The model performance was further evaluated using metrics, such as accuracy, precision, recall, and F1 score, as depicted in Figure 14. Comparative analyses of these metrics revealed that VGG16 and VGG19 outperformed InceptionV3 and ViT. VGG16, in particular, achieved the highest F1 score of 0.955 for the dataset generated with random seed five. Although all models demonstrated good precision, indicating high accuracy in positive predictions, InceptionV3 had lower recall values, suggesting a higher number of false negatives. In contrast, ViT consistently had high recall. The F1 scores further highlighted the stable performance of VGG16 and VGG19, with the highest values being 0.955 and 0.939, respectively. ViT also performed well, achieving an F1 score of 0.935, and showing stability across various dataset except the fourth. Among the four models, VGG16 exhibited consistently stable and high scores across all performance metrics.
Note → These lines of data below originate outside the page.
use sha2::{Digest, Sha256};

pub fn sha256(data: &[u8]) -> [u8; 32] {
    let mut h = Sha256::new();
    h.update(data);
    let out = h.finalize();
    let mut arr = [0u8; 32];
    arr.copy_from_slice(&out);
    arr
}

/// Short hex prefix of a digest, safe to put in logs.
pub fn log_prefix(hex_digest: &str) -> &str {
    let end = hex_digest.len().min(12);
    &hex_digest[..end]
}

#[cfg(test)]
mod tests {
    use super::*;

    #[test]
    fn test_sha256_empty_vector() {
        assert_eq!(
            hex::encode(sha256(b"")),
            "e3b0c44298fc1c149afbf4c8996fb92427ae41e4649b934ca495991b7852b855"
        );
    }

    #[test]
    fn test_log_prefix_short_input() {
        assert_eq!(log_prefix("abc"), "abc");
        assert_eq!(log_prefix("0123456789abcdef"), "0123456789ab");
    }
}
3.3. Model Predicted vs. Manually Counted Corn Stands

The models’ estimated corn plant stands and the manually counted corn plant stands in the five test regions are shown in Table 2. The model performance was evaluated using the R2 and RMSE, with variations across different datasets illustrated in Figure 15. Detailed R2 and RMSE values for all versions of DL models can be found in Table S1. Notably, Inceptionv3 exhibited a superior performance with the second dataset (i.e., random seed two), but its R2 and RMSE values varied widely with other datasets, reflecting poor consistency in detecting corn blocks. In contrast, VGG16, VGG19, and ViT (except for only one out of five datasets) outperformed Inceptionv3, with higher R2 and lower RMSE values. VGG16 and VGG19 consistently exhibited a narrow range of R2 and RMSE values across five datasets. In particular, VGG16, trained with the second dataset achieved a high R2 of 0.94 and a lower RMSE of 9.95. On average, Inceptionv3, VGG16, VGG19, and ViT had mean R2 values of 0.55, 0.93, 0.84, and 0.73, respectively, with corresponding mean RMSE values of 29, 10.86, 16.45, and 20.48. Overall, VGG16 demonstrated high accuracy with minimal variation in model performance across different random datasets, while ViT showed stable performance except for one dataset. For detailed scatterplots comparing model-predicted corn stand counts with the manual counts across all model versions, please refer to Figure S1 in the Supplementary Materials.

4. Discussion

4.1. Automating High-Quality Annotated Training Data for Corn Counting

The effectiveness of DL models in crop identification hinges largely on the quality and quantity of the training data. Previous studies have often developed DL models using manually annotated images, which can be labor intensive. For instance, Wu et al. (2019) [28] estimated a resource requirement of approximately 123 person-hours for annotating images to develop a rice seedling count model. In their study, rice seedlings were manually labeled as points (instead of blocks) in 40 high-resolution images, with seedlings counts varying from 3732 to 16,173. In a separate study [17], researchers manually labeled only 864 images using Labelme software for training and testing the YOLOv3 model in detecting corn seedlings. This limited dataset poses a potential challenge, as the implemented model may underperform in scenarios where the data lack diversity.
This study explored automating the generation of high-quality annotated training datasets by leveraging crop row information extracted through image morphological approaches [27,36,37], with the goal of developing DL models trained on these annotated images for accurate corn counting. Unlike previous studies that relied on limited training datasets, our study introduced a workflow that automatically generates 18,004 corn images and 46,542 non-corn images for a 1.5-acre corn field, which were then used to train the corn counting model. Once the annotation method was implemented, extracting and annotating these image blocks took 4–5 h, including the time to generate orthomosaic image, identify crop rows, and refine the labeled images. The primary benefit of this process is its future scalability; the framework can be applied to new fields to quickly generate annotated datasets. With minor adjustments, we believe that this approach can help significantly streamline the process of generating annotated images and improve crop count estimates, thereby reducing significant time and labor costs.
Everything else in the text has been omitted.